• Brief
Would you write out the data below exactly, with every line intact?

• Information

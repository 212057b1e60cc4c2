//! Typed model of the media backend's configuration.
//!
//! Provides the service catalog, per-category settings structures,
//! service status maps and readiness requirements, and the pure
//! transformer between the backend document and per-form views.

pub mod catalog;
pub mod document;
pub mod schema;
pub mod status;
pub mod transform;

pub use catalog::{Activation, CATALOG, ConfigCategory, ServiceEntry, ServiceName};
pub use document::ConfigDocument;
pub use status::{ReadinessRequirement, ServiceStatusMap, is_ready};
pub use transform::{ConfigFragment, FieldMap, PartialView, diff_fields, extract, rebuild, rebuild_changes};

/// Unified error type for the settings-schema crate.
#[derive(Debug, thiserror::Error)]
pub enum TransformError {
    #[error("schema drift: unexpected key `{path}`")]
    SchemaDrift { path: String },

    #[error("invalid value for `{key}`: {message}")]
    InvalidValue { key: String, message: String },

    #[error("unknown configuration category: {0}")]
    UnknownCategory(String),

    #[error("unknown service name: {0}")]
    UnknownService(String),

    #[error("JSON encode error: {0}")]
    Encode(#[from] serde_json::Error),
}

• Result for this exercise
repository 212057b1e60cc4c2
//! Typed model of the media backend's configuration.
//!
//! Provides the service catalog, per-category settings structures,
//! service status maps and readiness requirements, and the pure
//! transformer between the backend document and per-form views.

pub mod catalog;
pub mod document;
pub mod schema;
pub mod status;
pub mod transform;

pub use catalog::{Activation, CATALOG, ConfigCategory, ServiceEntry, ServiceName};
pub use document::ConfigDocument;
pub use status::{ReadinessRequirement, ServiceStatusMap, is_ready};
pub use transform::{ConfigFragment, FieldMap, PartialView, diff_fields, extract, rebuild, rebuild_changes};

/// Unified error type for the settings-schema crate.
#[derive(Debug, thiserror::Error)]
pub enum TransformError {
    #[error("schema drift: unexpected key `{path}`")]
    SchemaDrift { path: String },

    #[error("invalid value for `{key}`: {message}")]
    InvalidValue { key: String, message: String },

    #[error("unknown configuration category: {0}")]
    UnknownCategory(String),

    #[error("unknown service name: {0}")]
    UnknownService(String),

    #[error("JSON encode error: {0}")]
    Encode(#[from] serde_json::Error),
}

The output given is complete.